Yeah, (straight) men find young women hot and fuckable, and for as long as there has been civilization (and contrary to what some Bronze Age Gor fetishists), even in the most restrictive societies where women were basically chattel (which was not, in fact, most of them), there was still some expectation that men can control wanting to fuck any young woman they can get their hands on, even if she doesn't happen to be property of the king.

Really now.

Male motivation does not exist "outside the plane of morality." Morality is what you use to govern yourself and how you act on your motivations.

No one in history really conceived of a level of self-control that would permit you to be alone with an attractive young woman for an extended period of time.

I am very confident that I could spend any amount of time alone with an attractive young woman and still not try to fuck her.
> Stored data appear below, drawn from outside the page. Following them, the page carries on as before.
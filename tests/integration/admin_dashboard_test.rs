//! Integration tests for the administrator overview.

use fittrack::storage::AdminSettings;
use fittrack::workouts::WorkoutEntry;
use fittrack::{Session, Tracker, TrackerError};

use super::fixtures::{at, login_new_user, tracker};

fn admin_session(tracker: &Tracker) -> Session {
    let settings = AdminSettings {
        username: "admin".to_string(),
        password: "admin-pass".to_string(),
    };
    tracker.bootstrap_admin(&settings).unwrap();

    let mut session = Session::new();
    tracker.login(&mut session, "admin", "admin-pass").unwrap();
    session
}

#[test]
fn test_empty_overview() {
    let tracker = tracker();
    let admin = admin_session(&tracker);

    let overview = tracker.admin_overview(&admin).unwrap();
    assert_eq!(overview.total_users, 0);
    assert_eq!(overview.total_workouts, 0);
    assert_eq!(overview.average_calories, None);
    assert_eq!(overview.average_calories_label(), "0");
    assert!(overview.accounts.is_empty());
}

#[test]
fn test_aggregates_match_direct_queries() {
    let tracker = tracker();
    let admin = admin_session(&tracker);

    let mut alice = login_new_user(&tracker, "alice");
    let mut bob = login_new_user(&tracker, "bob");
    let _carol = login_new_user(&tracker, "carol");

    let mut entry = WorkoutEntry::for_profile(165.0, 60.0);
    let mut saved = Vec::new();
    saved.push(tracker.log_workout(&mut alice, &entry, at(7)).unwrap());
    entry.duration_minutes = 60;
    saved.push(tracker.log_workout(&mut alice, &entry, at(12)).unwrap());
    entry.heart_rate_bpm = 170;
    saved.push(tracker.log_workout(&mut bob, &entry, at(19)).unwrap());

    let overview = tracker.admin_overview(&admin).unwrap();

    let db = tracker.database();
    assert_eq!(overview.total_users, db.list_regular_accounts().unwrap().len());
    assert_eq!(overview.total_users, 3);
    assert_eq!(overview.total_workouts, saved.len());

    let expected_avg = saved.iter().map(|r| r.calories).sum::<f64>() / saved.len() as f64;
    assert!((overview.average_calories.unwrap() - expected_avg).abs() < 1e-9);
    assert_eq!(
        overview.average_calories_label(),
        format!("{:.2}", expected_avg)
    );

    let usernames: Vec<_> = overview.accounts.iter().map(|a| a.username.as_str()).collect();
    assert_eq!(usernames, vec!["alice", "bob", "carol"]);
}

#[test]
fn test_drill_down_into_one_user() {
    let tracker = tracker();
    let admin = admin_session(&tracker);

    let mut alice = login_new_user(&tracker, "alice");
    let bob = login_new_user(&tracker, "bob");
    let record = tracker
        .log_workout(&mut alice, &WorkoutEntry::for_profile(165.0, 60.0), at(8))
        .unwrap();

    let alice_id = alice.user().unwrap().id;
    let bob_id = bob.user().unwrap().id;

    assert_eq!(tracker.user_history(&admin, alice_id).unwrap(), vec![record]);
    assert!(tracker.user_history(&admin, bob_id).unwrap().is_empty());
}

#[test]
fn test_regular_users_cannot_read_the_overview() {
    let tracker = tracker();
    let alice = login_new_user(&tracker, "alice");

    assert!(matches!(
        tracker.admin_overview(&alice),
        Err(TrackerError::Forbidden)
    ));
    assert!(matches!(
        tracker.admin_overview(&Session::new()),
        Err(TrackerError::NotAuthenticated)
    ));
}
And yes, I am a straight male with a normal, healthy sex drive.

I mean, if you're talking about "literally the last people on Earth stranded on a desert island" or "trapped in a rocket ship hurtling off into the void forever".... well, maybe I'd at least make a play, but I remain confident that if she said no, I could avoid, you know, becoming a rapist.

The best solution to solve the social neuroticism: you can no longer accuse a man of rape if you willingly spend time with him alone. This solves a vast amount of rape and the only drawback is that a woman can no longer pretend to have a platonic friendship with a “guy friend”.

Or you could treat men as moral agents.

I agree that we should bring back "cad" as a condemnatory term.

This whole case makes me see nothing but bad faith on all sides. Lefties want women to be able to retroactively retract consent for sex that days, months, or years later they decided they didn't like. Righties don't want men to be held responsible ever for wanting to get their dicks wet, not even to the degree that we might say "Tut tut" and socially shun him. Or I guess we can do that but if and only if we also agree that women are property.

( * Not all lefties, not all righties. Just the ones who seem to have very strong feelings about whether it's okay to criticize either Neil Gaiman's life choices or his ex-lovers'.)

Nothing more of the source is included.